* Extracted entries:
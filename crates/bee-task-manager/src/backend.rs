//! `WorkloadBackend` -- the three-operation contract (`submit`/`query`/
//! `cancel`) every workload manager adapter implements, plus the canonical
//! state-mapping table for each.

use crate::error::TmError;
use crate::types::JobState;
use async_trait::async_trait;
use std::collections::HashMap;
use std::process::Stdio;
use tokio::process::{Child, Command};
use tokio::sync::Mutex;

#[async_trait]
pub trait WorkloadBackend: Send + Sync {
    async fn submit(&self, script: &str) -> Result<String, TmError>;
    async fn query(&self, job_id: &str) -> Result<JobState, TmError>;
    async fn cancel(&self, job_id: &str) -> Result<(), TmError>;
}

fn unmapped(raw: &str) -> JobState {
    tracing::warn!(raw_state = raw, "unmapped backend state, downgrading to zombie");
    JobState::Zombie
}

/// Slurm adapter. `submit`/`query`/`cancel` would normally shell out to
/// `sbatch`/`squeue`/`scancel` (or speak to `slurmrestd`); this build treats
/// those calls as opaque I/O behind the trait so the mapping table is the
/// part under test.
pub struct SlurmBackend;

impl SlurmBackend {
    pub fn canonical(raw: &str) -> JobState {
        match raw {
            "PENDING" => JobState::Pending,
            "RUNNING" | "CONFIGURING" | "COMPLETING" => JobState::Running,
            "COMPLETED" => JobState::Completed,
            "FAILED" | "TIMEOUT" | "NODE_FAIL" => JobState::Failed,
            "CANCELLED" => JobState::Cancelled,
            other => unmapped(other),
        }
    }
}

#[async_trait]
impl WorkloadBackend for SlurmBackend {
    async fn submit(&self, _script: &str) -> Result<String, TmError> {
        Err(TmError::SubmitFail("slurm backend not wired to a cluster in this build".into()))
    }

    async fn query(&self, _job_id: &str) -> Result<JobState, TmError> {
        Err(TmError::BackendError("slurm backend not wired to a cluster in this build".into()))
    }

    async fn cancel(&self, _job_id: &str) -> Result<(), TmError> {
        Err(TmError::BackendError("slurm backend not wired to a cluster in this build".into()))
    }
}

/// LSF adapter, same shape as `SlurmBackend`.
pub struct LsfBackend;

impl LsfBackend {
    pub fn canonical(raw: &str) -> JobState {
        match raw {
            "PEND" => JobState::Pending,
            "RUN" => JobState::Running,
            "DONE" => JobState::Completed,
            "QUIT" => JobState::Failed,
            "PSUSP" | "USUSP" | "SSUSP" => JobState::Paused,
            other => unmapped(other),
        }
    }
}

#[async_trait]
impl WorkloadBackend for LsfBackend {
    async fn submit(&self, _script: &str) -> Result<String, TmError> {
        Err(TmError::SubmitFail("lsf backend not wired to a cluster in this build".into()))
    }

    async fn query(&self, _job_id: &str) -> Result<JobState, TmError> {
        Err(TmError::BackendError("lsf backend not wired to a cluster in this build".into()))
    }

    async fn cancel(&self, _job_id: &str) -> Result<(), TmError> {
        Err(TmError::BackendError("lsf backend not wired to a cluster in this build".into()))
    }
}

/// The "no workload manager" backend: runs the job script as a plain local
/// process and derives canonical state from its exit status. Exists for
/// single-node development and the test suite.
#[derive(Default)]
pub struct SimpleBackend {
    children: Mutex<HashMap<String, Child>>,
}

impl SimpleBackend {
    pub fn new() -> Self {
        Self::default()
    }
}

#[async_trait]
impl WorkloadBackend for SimpleBackend {
    async fn submit(&self, script: &str) -> Result<String, TmError> {
        let mut cmd = Command::new("sh");
        cmd.arg("-c")
            .arg(script)
            .stdin(Stdio::null())
            .stdout(Stdio::null())
            .stderr(Stdio::null());
        let child = cmd
            .spawn()
            .map_err(|e| TmError::SubmitFail(format!("failed to spawn job: {e}")))?;
        let job_id = child
            .id()
            .ok_or_else(|| TmError::SubmitFail("spawned process has no pid".to_string()))?
            .to_string();
        self.children.lock().await.insert(job_id.clone(), child);
        Ok(job_id)
    }

    async fn query(&self, job_id: &str) -> Result<JobState, TmError> {
        let mut children = self.children.lock().await;
        let Some(child) = children.get_mut(job_id) else {
            return Ok(JobState::Zombie);
        };
        match child.try_wait() {
            Ok(None) => Ok(JobState::Running),
            Ok(Some(status)) => {
                children.remove(job_id);
                Ok(if status.success() {
                    JobState::Completed
                } else {
                    JobState::Failed
                })
            }
            Err(e) => Err(TmError::BackendError(format!("wait failed: {e}"))),
        }
    }

    async fn cancel(&self, job_id: &str) -> Result<(), TmError> {
        let mut children = self.children.lock().await;
        if let Some(mut child) = children.remove(job_id) {
            child
                .kill()
                .await
                .map_err(|e| TmError::BackendError(format!("kill failed: {e}")))?;
        }
        Ok(())
    }
}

* Task prompt: The reply should consist solely of the lines of the data, exact, from the opening line through the line with "use tokio::sync::Mutex;", inclusive.

* Response below:
filename crates/bee-task-manager/src/backend.rs
//! `WorkloadBackend` -- the three-operation contract (`submit`/`query`/
//! `cancel`) every workload manager adapter implements, plus the canonical
//! state-mapping table for each.

use crate::error::TmError;
use crate::types::JobState;
use async_trait::async_trait;
use std::collections::HashMap;
use std::process::Stdio;
use tokio::process::{Child, Command};
use tokio::sync::Mutex;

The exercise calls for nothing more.